Unlike most members of the Communist Party Historians' Group, Morton refused to resign from the Communist Party of Great Britain. Other books by Morton include Socialism in Britain (1963), World of the Ranters: Religious Radicalism in the English Revolution (1970), The British Labour Movement, 1770-1920 (1973), Freedom in Arms: Levellers' Writings (1976), The Life and Ideas of Robert Owen (1978) and a study of William Blake, entitled, The Everlasting Gospel (1982).

Leslie Morton died on 23rd October 1987.

Primary Sources

(1) A. L. Morton, The English Utopia (1952)
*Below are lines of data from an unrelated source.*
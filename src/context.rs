//! The processing context: the audio subsystem as an explicit state machine.
//!
//! ```text
//! Uninitialized ──ensure──> Suspended <──suspend/resume──> Running
//!        \                      \                           /
//!         └──────────────────────┴────────close────────────┴──> Closed
//! ```

use tracing::{debug, info};

use crate::error::Error;
use crate::graph::AudioGraph;
use crate::host::{AudioHost, OutputStream, StreamInfo};
use crate::node::{NodeId, BLOCK_SIZE};

#[derive(Clone, Copy, Debug, PartialEq, Eq)]
pub enum ContextState {
    Uninitialized,
    Suspended,
    Running,
    Closed,
}

/// Everything that exists once the host output is open.
struct Live<S> {
    graph: AudioGraph,
    stream: S,
    sink: NodeId,
    info: StreamInfo,
    samples_written: usize,
}

pub struct ProcessingContext<H: AudioHost> {
    host: H,
    state: ContextState,
    live: Option<Live<H::Stream>>,
    latency_blocks: usize,
}

impl<H: AudioHost> ProcessingContext<H> {
    /// A context that will open `host` on first use.
    pub fn new(host: H) -> Self {
        Self {
            host,
            state: ContextState::Uninitialized,
            live: None,
            latency_blocks: 32,
        }
    }

    /// How many blocks [`render`](Self::render) keeps queued ahead of the device.
    pub fn with_latency_blocks(mut self, blocks: usize) -> Self {
        self.latency_blocks = blocks.max(1);
        self
    }

    pub fn state(&self) -> ContextState {
        self.state
    }

    pub fn host(&self) -> &H {
        &self.host
    }

    /// Format of the open output, if any.
    pub fn info(&self) -> Option<StreamInfo> {
        self.live.as_ref().map(|l| l.info)
    }

    /// Open the host output if it isn't yet. The new context starts suspended.
    pub fn ensure(&mut self) -> Result<(), Error> {
        match self.state {
            ContextState::Closed => Err(Error::ContextClosed),
            ContextState::Suspended | ContextState::Running => Ok(()),
            ContextState::Uninitialized => {
                let (sink, stream, info) = self.host.open()?;
                let mut graph = AudioGraph::new(info.sample_rate);
                let sink = graph.add(sink).id();
                graph.set_terminal(sink);

                self.live = Some(Live {
                    graph,
                    stream,
                    sink,
                    info,
                    samples_written: 0,
                });
                self.state = ContextState::Suspended;
                info!(sample_rate = info.sample_rate, channels = info.channels, "processing context created");
                Ok(())
            }
        }
    }

    /// Start the output if it is suspended. No-op when already running.
    pub fn resume(&mut self) -> Result<(), Error> {
        self.ensure()?;
        if self.state == ContextState::Suspended {
            if let Some(live) = self.live.as_mut() {
                live.stream.resume()?;
            }
            self.state = ContextState::Running;
            debug!("processing context resumed");
        }
        Ok(())
    }

    /// Pause the output, keeping the graph intact.
    pub fn suspend(&mut self) -> Result<(), Error> {
        match self.state {
            ContextState::Closed => Err(Error::ContextClosed),
            ContextState::Running => {
                if let Some(live) = self.live.as_mut() {
                    live.stream.suspend()?;
                }
                self.state = ContextState::Suspended;
                debug!("processing context suspended");
                Ok(())
            }
            ContextState::Uninitialized | ContextState::Suspended => Ok(()),
        }
    }

    /// Tear everything down. The context cannot be reopened.
    pub fn close(&mut self) {
        if let Some(mut live) = self.live.take() {
            if let Err(e) = live.stream.suspend() {
                debug!("suspend on close failed: {e}");
            }
        }
        self.state = ContextState::Closed;
        info!("processing context closed");
    }

    pub fn graph(&self) -> Option<&AudioGraph> {
        self.live.as_ref().map(|l| &l.graph)
    }

    pub fn graph_mut(&mut self) -> Option<&mut AudioGraph> {
        self.live.as_mut().map(|l| &mut l.graph)
    }

    /// The output sink node, the end of every chain.
    pub fn sink(&self) -> Option<NodeId> {
        self.live.as_ref().map(|l| l.sink)
    }

    pub fn stream_mut(&mut self) -> Option<&mut H::Stream> {
        self.live.as_mut().map(|l| &mut l.stream)
    }

    /// Process as many blocks as fit in the output's latency window.
    ///
    /// Only renders while running; returns the number of blocks processed.
    pub fn render(&mut self) -> usize {
        if self.state != ContextState::Running {
            return 0;
        }
        let Some(live) = self.live.as_mut() else {
            return 0;
        };

        let block = BLOCK_SIZE * live.info.channels as usize;
        let window = (block * self.latency_blocks).min(live.info.capacity);
        let mut rendered = 0;

        loop {
            let queued = live.samples_written.saturating_sub(live.stream.samples_consumed());
            if queued + block > window {
                break;
            }
            live.graph.process();
            live.samples_written += block;
            rendered += 1;
        }
        rendered
    }
}

#[cfg(test)]
mod tests {
    use super::*;
    use crate::host::OfflineHost;

    #[test]
    fn lifecycle_transitions() {
        let mut ctx = ProcessingContext::new(OfflineHost::new(48_000, 2));
        assert_eq!(ctx.state(), ContextState::Uninitialized);
        assert!(ctx.graph().is_none());

        ctx.ensure().unwrap();
        assert_eq!(ctx.state(), ContextState::Suspended);
        assert_eq!(ctx.graph().map(|g| g.node_count()), Some(1));

        ctx.ensure().unwrap();
        assert_eq!(ctx.host().opened(), 1);

        ctx.resume().unwrap();
        assert_eq!(ctx.state(), ContextState::Running);
        ctx.resume().unwrap();
        assert_eq!(ctx.state(), ContextState::Running);

        ctx.suspend().unwrap();
        assert_eq!(ctx.state(), ContextState::Suspended);
        assert_eq!(ctx.render(), 0);

        ctx.close();
        assert_eq!(ctx.state(), ContextState::Closed);
        assert_eq!(ctx.resume(), Err(Error::ContextClosed));
        assert_eq!(ctx.ensure(), Err(Error::ContextClosed));
    }

    #[test]
    fn resume_creates_context_lazily() {
        let mut ctx = ProcessingContext::new(OfflineHost::new(44_100, 2));
        ctx.resume().unwrap();
        assert_eq!(ctx.state(), ContextState::Running);
        assert_eq!(ctx.info().map(|i| i.sample_rate), Some(44_100));
    }

    #[test]
    fn unsupported_platform_is_permanent() {
        let mut ctx = ProcessingContext::new(OfflineHost::unavailable());
        assert_eq!(ctx.ensure(), Err(Error::UnsupportedPlatform));
        assert_eq!(ctx.state(), ContextState::Uninitialized);
        assert_eq!(ctx.resume(), Err(Error::UnsupportedPlatform));
    }

    #[test]
    fn render_fills_latency_window_then_waits_for_consumer() {
        let mut ctx = ProcessingContext::new(OfflineHost::new(48_000, 2)).with_latency_blocks(4);
        ctx.resume().unwrap();

        assert_eq!(ctx.render(), 4);
        assert_eq!(ctx.render(), 0);

        let drained = ctx.stream_mut().map(|s| s.drain().len()).unwrap_or(0);
        assert_eq!(drained, 4 * BLOCK_SIZE * 2);
        assert_eq!(ctx.render(), 4);
    }
}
He (William Morris) began, therefore, to enquire into the nature of this freedom, to study the history of those times and societies in which it seemed the most to be found and to ask why it was so lacking in the bourgeois democracy of nineteenth-century England. Above all he studied the literature and life of Northern Europe in its heroic age, and in Iceland he found the nearest approach, perhaps, to a free society that the world had yet seen. Quickly he grasped the essential fact that Icelandic freedom was the result of the relative absence of class divisions, and, once he had realised that freedom meant the abolition of classes, he was on the road to conscious socialism. Morris was a man passionately in love with the classless society, determined to seek and ensue it by all possible means: it was in Marxism that he found the road, thereby escaping the heartbreak and frustration which DH Lawrence suffered in our own time in attempting the same quest without the essential clue. Morris loved the past, and understood it better than Lawrence did, but he never made the mistake of trying to return to it. When he visited Iceland it was to gain knowledge and strength for the struggle, not to escape from the present. He knew that the classless society of the future could only emerge from what actually exists and be reached through the conflict of classes, that is to say, through revolution.
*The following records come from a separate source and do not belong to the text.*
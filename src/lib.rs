//! SuperEars - audio player core with amplification past unity gain
//!
//! Design principles:
//! - One graph per processing context: `MediaTap -> Gain -> Analyser -> Sink`,
//!   built once and never rebuilt
//! - Nodes receive parameters via message ring buffers, not shared state
//! - Gain changes are linear ramps; a new ramp supersedes the one in flight
//! - Each media element is tapped at most once; bindings are cached by identity
//! - Volume persistence is debounced and never blocks playback

mod node;
mod graph;

pub mod analysis;
pub mod binding;
pub mod config;
pub mod context;
#[cfg(feature = "vorbis_src")]
pub mod decode;
pub mod error;
pub mod gain;
pub mod host;
pub mod media;
pub mod metadata;
pub mod nodes;
pub mod persist;
pub mod player;
pub mod signal_graph;

pub use node::{AudioNode, ProcessContext, NodeId, BLOCK_SIZE};
pub use graph::{AudioGraph, NodeHandle};

pub use analysis::AnalyserTap;
pub use binding::{SourceBinding, SourceBindings};
pub use config::EngineConfig;
pub use context::{ContextState, ProcessingContext};
pub use error::Error;
pub use gain::{GainController, GainStage, MAX_GAIN, UNITY};
pub use host::{AudioHost, OfflineHost, OutputStream, StreamInfo};
pub use media::{DecodedAudio, ElementId, MediaElement, MemoryElement};
pub use metadata::{CoverArt, TagReader, TrackTags};
pub use persist::{DebouncedWriter, JsonFileStore, KeyValueStore, MemoryStore, UnavailableStore};
pub use player::{PlayState, Player, Track};
pub use signal_graph::{GraphControls, SignalGraphManager};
That is why, though he called himself a socialist when speaking in general terms, he liked to use the word communist to define precisely the kind of socialist he was. He used the word not in a pleasantly antiquarian way, but precisely, with a full understanding of its implications. In the 1880s these implications were mainly two – both highly disreputable. First, a communist was an upholder of the deeds of the Paris Commune, then a matter of recent history and an object of terror to the bourgeoisie as the great example in practice of the dictatorship of the proletariat. Morris never tired of defending the Commune and glorifying its memory. Secondly, a communist was one who accepted the teachings of Marx as expounded in The Communist Manifesto. So much nonsense has been written about Morris that it is still necessary to emphasise the point that he was a Marxist as he understood Marxism – always remembering that at this date much of the important work of Marx and Engels was not available to English readers, and that in practice English socialism was still in the early growing stages, making many blunders from lack of the experience, English and international, which is now at our disposal. Those who deny Morris the name of Marxist do so either because they are so ignorant of Marxism that they cannot recognise it as it appears in his writings, expressed, often, in his very individual style, or because they have formed a preconceived notion of Morris in defence of which they are prepared to distort the plain meaning of what he actually wrote and said.
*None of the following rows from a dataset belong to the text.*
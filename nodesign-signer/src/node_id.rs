//! Public node identifier.

use serde::de::Error as _;
use serde::{Deserialize, Deserializer, Serialize, Serializer};
use std::fmt;
use std::str::FromStr;

use crate::signer::SignerError;

/// Length of a compressed secp256k1 public key.
pub const NODE_ID_LEN: usize = 33;

/// Compressed secp256k1 public key identifying a node.
///
/// Displayed as lowercase hex. Serialized as hex in human-readable formats
/// and as raw bytes otherwise.
#[derive(Clone, Copy, PartialEq, Eq, Hash, PartialOrd, Ord)]
pub struct NodeId([u8; NODE_ID_LEN]);

impl NodeId {
    pub fn from_bytes(bytes: [u8; NODE_ID_LEN]) -> Self {
        Self(bytes)
    }

    pub fn from_slice(bytes: &[u8]) -> Result<Self, SignerError> {
        let array: [u8; NODE_ID_LEN] = bytes.try_into().map_err(|_| {
            SignerError::InvalidNodeId(format!(
                "expected {} bytes, got {}",
                NODE_ID_LEN,
                bytes.len()
            ))
        })?;
        Ok(Self(array))
    }

    pub fn as_bytes(&self) -> &[u8; NODE_ID_LEN] {
        &self.0
    }

    pub fn to_hex(&self) -> String {
        hex::encode(self.0)
    }
}

impl fmt::Display for NodeId {
    fn fmt(&self, f: &mut fmt::Formatter<'_>) -> fmt::Result {
        f.write_str(&self.to_hex())
    }
}

impl fmt::Debug for NodeId {
    fn fmt(&self, f: &mut fmt::Formatter<'_>) -> fmt::Result {
        write!(f, "NodeId({})", self.to_hex())
    }
}

impl FromStr for NodeId {
    type Err = SignerError;

    fn from_str(s: &str) -> Result<Self, Self::Err> {
        let bytes = hex::decode(s.trim()).map_err(|e| SignerError::InvalidNodeId(e.to_string()))?;
        Self::from_slice(&bytes)
    }
}

impl Serialize for NodeId {
    fn serialize<S: Serializer>(&self, serializer: S) -> Result<S::Ok, S::Error> {
        if serializer.is_human_readable() {
            serializer.serialize_str(&self.to_hex())
        } else {
            serializer.serialize_bytes(&self.0)
        }
    }
}

impl<'de> Deserialize<'de> for NodeId {
    fn deserialize<D: Deserializer<'de>>(deserializer: D) -> Result<Self, D::Error> {
        if deserializer.is_human_readable() {
            let s = String::deserialize(deserializer)?;
            s.parse().map_err(D::Error::custom)
        } else {
            let bytes = Vec::<u8>::deserialize(deserializer)?;
            NodeId::from_slice(&bytes).map_err(D::Error::custom)
        }
    }
}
He began, therefore, to enquire into the nature of this freedom, to study the history of those times and societies in which it seemed the most to be found and to ask why it was so lacking in the bourgeois democracy of nineteenth-century England.

He was a Marxist, too, in the sense that accepting its principles he understood no less the need for practical work. From 1883, when he joined the Democratic Federation, to his death in 1896, he gave his time, energy and money without stint to the cause of socialism. It received the best of his writings during these years, but he took his full share also in the hard, routine activities of the Movement, as well as in the, for him, far more unpleasant internal controversies with which the Movement was torn. To give an account of all this, or of the history of the Movement at this time, would be out of place here even if space permitted it. It need only be said that in the decade before News From Nowhere England was shaken by the crisis accompanying the ending of its world monopoly, that it was a decade of mass unemployment and unemployed struggles, that the trade-union movement was revitalised under a largely socialist leadership and that socialism itself, in its modern form, began to make headway here, at first in the hands of small sects, but indirectly influencing wide masses of workers.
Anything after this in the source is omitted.